Explico: a empresa manda uma dúvida sobre determinado artigo de uma Resolução e recebe como resposta, 15 dias depois, que deveria ler aquele mesmo artigo daquela mesma resolução.
O terceiro ponto de diagnóstico é que a legislação brasileira nesse tema é esparsa, muito pouco clara e desatualizada.
Vamos à possível solução, dividida em capítulos, porém, antes, vamos fazer um breve comentário, qual seja: a atribuição da ANVISA e das VISAs locais abrange uma enorme parte das atividades econômicas que compõem o Produto Interno Bruto. Portanto, de início, caberia ao Poder Executivo e ao Legislativo, dar a devida importância ao tema. O famoso “custo Brasil” começa na judicialização que às vezes, tem que se dar mesmo antes da empresa iniciar suas atividades no Setor Regulado.
A própria ANVISA, senhora absoluta do conhecimento regulatório no país, deveria elaborar, em conjunto com o setor Regulado, um Código Sanitário Nacional para, finalmente, ser usado como instrumento de orientação num sentido único por todas as VISAs e pela própria Agência.
Em segundo lugar, é inadmissível que em tempos de Internet, a Agência ainda não tenha uma área de treinamentos à distância (EAD – Ensino à Distância) para o setor Regulador (VISAs e fiscais) como para o Setor Regulado. EAD esse, que deveria ser atualizado trimestralmente, no mínimo. Essa deveria ser uma obrigação legal, prevista na revisão que o Poder Legislativo deveria fazer das leis e decretos em vigor, consolidando-os num ato único.
Em terceiro, a documentação como formulários, relação de documentos aceitos com exemplos efetivos, roteiros de inspeções, modelos de relatórios, etc., deveria ser uniformizada e disponibilizada tanto para as VISAs como para o Setor Regulado, evitando-se que em cada município ou estado as empresas tenham que investir meses na tentativa de obter uma informação simples.
Há municípios e estado que simplesmente se negam a disponibilizar um formulário se não for presencialmente, no balcão (é de se imaginar o caos durante esse período de pandemia). Isso só faz aumentar a ineficiência e a baixa competitividade do Brasil no comércio exterior, na atração de investimentos e na oferta de empregos.
Enfim, poderíamos aprofundar muito mais o diagnóstico e a propositura de soluções.
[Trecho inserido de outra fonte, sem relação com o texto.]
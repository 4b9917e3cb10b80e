//! Tunable soundscape coefficients

use serde::{Deserialize, Serialize};
use tracing::warn;

use crate::knobs::MIN_LOWPASS_HZ;

/// Tunables for the classifier and the visual-effect model.
///
/// Loading and saving is left to the host; missing keys take the defaults.
#[derive(Debug, Clone, PartialEq, Serialize, Deserialize)]
#[serde(default)]
pub struct SoundscapeConfig {
    /// Mach number where shockwave audio and condensation begin
    pub lower_mach_threshold: f32,
    /// Mach number where the condensation effect ends
    pub upper_mach_threshold: f32,
    /// Peak distortion and reverb on the shock edges
    pub max_distortion: f32,
    pub interior_volume_scale: f32,
    pub interior_max_freq_hz: f32,
    pub interior_reverb: f32,
    pub after_shock_reverb: f32,
    pub condensation_effect_strength: f32,
    /// Below 10 Hz the vacuum is silent
    pub vacuum_lowpass_floor_hz: f32,
    /// Below 10 Hz the air ahead of the shock is silent
    pub supersonic_lowpass_floor_hz: f32,
    /// Density to maximum audible frequency, Hz per kg/m^3
    pub max_freq_coef: f32,
}

impl Default for SoundscapeConfig {
    fn default() -> Self {
        Self {
            lower_mach_threshold: 0.80,
            upper_mach_threshold: 1.20,
            max_distortion: 0.95,
            interior_volume_scale: 0.7,
            interior_max_freq_hz: 300.0,
            interior_reverb: 0.05,
            after_shock_reverb: 0.15,
            condensation_effect_strength: 0.5,
            vacuum_lowpass_floor_hz: 0.0,
            supersonic_lowpass_floor_hz: 0.0,
            max_freq_coef: 2_500_000.0,
        }
    }
}

impl SoundscapeConfig {
    /// Quiet vacuum instead of silence
    pub fn quiet_vacuum(&self) -> bool {
        self.vacuum_lowpass_floor_hz >= MIN_LOWPASS_HZ
    }

    /// Low rumble ahead of the shock instead of silence
    pub fn distant_boom(&self) -> bool {
        self.supersonic_lowpass_floor_hz >= MIN_LOWPASS_HZ
    }

    /// Copy with every invalid value replaced by its default
    pub fn sanitized(&self) -> Self {
        let defaults = Self::default();
        let mut out = self.clone();

        let unit = |v: f32| v.is_finite() && (0.0..=1.0).contains(&v);
        let non_negative = |v: f32| v.is_finite() && v >= 0.0;
        let transonic = |v: f32| v.is_finite() && v > 0.0 && v < 1.0;

        reset_invalid(
            "lower_mach_threshold",
            &mut out.lower_mach_threshold,
            defaults.lower_mach_threshold,
            transonic,
        );
        let lower = out.lower_mach_threshold;
        let upper_default = defaults.upper_mach_threshold.max(lower);
        reset_invalid("upper_mach_threshold", &mut out.upper_mach_threshold, upper_default, |v| {
            v.is_finite() && v > lower
        });

        reset_invalid("max_distortion", &mut out.max_distortion, defaults.max_distortion, unit);
        reset_invalid(
            "interior_volume_scale",
            &mut out.interior_volume_scale,
            defaults.interior_volume_scale,
            unit,
        );
        reset_invalid(
            "interior_max_freq_hz",
            &mut out.interior_max_freq_hz,
            defaults.interior_max_freq_hz,
            non_negative,
        );
        reset_invalid("interior_reverb", &mut out.interior_reverb, defaults.interior_reverb, unit);
        reset_invalid(
            "after_shock_reverb",
            &mut out.after_shock_reverb,
            defaults.after_shock_reverb,
            unit,
        );
        reset_invalid(
            "condensation_effect_strength",
            &mut out.condensation_effect_strength,
            defaults.condensation_effect_strength,
            non_negative,
        );
        reset_invalid(
            "vacuum_lowpass_floor_hz",
            &mut out.vacuum_lowpass_floor_hz,
            defaults.vacuum_lowpass_floor_hz,
            non_negative,
        );
        reset_invalid(
            "supersonic_lowpass_floor_hz",
            &mut out.supersonic_lowpass_floor_hz,
            defaults.supersonic_lowpass_floor_hz,
            non_negative,
        );
        reset_invalid("max_freq_coef", &mut out.max_freq_coef, defaults.max_freq_coef, |v| {
            v.is_finite() && v > 0.0
        });

        out
    }

    /// Set one value by key. Returns false for unknown keys.
    pub fn apply_setting(&mut self, key: &str, value: f32) -> bool {
        let slot = match key {
            "lower_mach_threshold" => &mut self.lower_mach_threshold,
            "upper_mach_threshold" => &mut self.upper_mach_threshold,
            "max_distortion" => &mut self.max_distortion,
            "interior_volume_scale" => &mut self.interior_volume_scale,
            "interior_max_freq_hz" => &mut self.interior_max_freq_hz,
            "interior_reverb" => &mut self.interior_reverb,
            "after_shock_reverb" => &mut self.after_shock_reverb,
            "condensation_effect_strength" => &mut self.condensation_effect_strength,
            "vacuum_lowpass_floor_hz" => &mut self.vacuum_lowpass_floor_hz,
            "supersonic_lowpass_floor_hz" => &mut self.supersonic_lowpass_floor_hz,
            "max_freq_coef" => &mut self.max_freq_coef,
            _ => return false,
        };
        *slot = value;
        true
    }

    /// All settings in persistence order
    pub fn settings(&self) -> Vec<(&'static str, f32)> {
        vec![
            ("interior_volume_scale", self.interior_volume_scale),
            ("interior_max_freq_hz", self.interior_max_freq_hz),
            ("interior_reverb", self.interior_reverb),
            ("lower_mach_threshold", self.lower_mach_threshold),
            ("upper_mach_threshold", self.upper_mach_threshold),
            ("max_distortion", self.max_distortion),
            ("after_shock_reverb", self.after_shock_reverb),
            ("condensation_effect_strength", self.condensation_effect_strength),
            ("vacuum_lowpass_floor_hz", self.vacuum_lowpass_floor_hz),
            ("supersonic_lowpass_floor_hz", self.supersonic_lowpass_floor_hz),
            ("max_freq_coef", self.max_freq_coef),
        ]
    }
}

fn reset_invalid(name: &str, value: &mut f32, default: f32, valid: impl Fn(f32) -> bool) {
    if !valid(*value) {
        warn!("Invalid {name} = {value}, using {default}");
        *value = default;
    }
}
Este breve artigo só mostra que existem caminhos possíveis e que já passou, e muito, da hora dos poderes constituídos darem a devida atenção ao tema, sob o risco de permanecermos sempre no pelotão da retaguarda da competitividade, atração de investimentos e, enfim, da oferta de melhores e mais acessíveis tecnologias médicas ao Povo Brasileiro.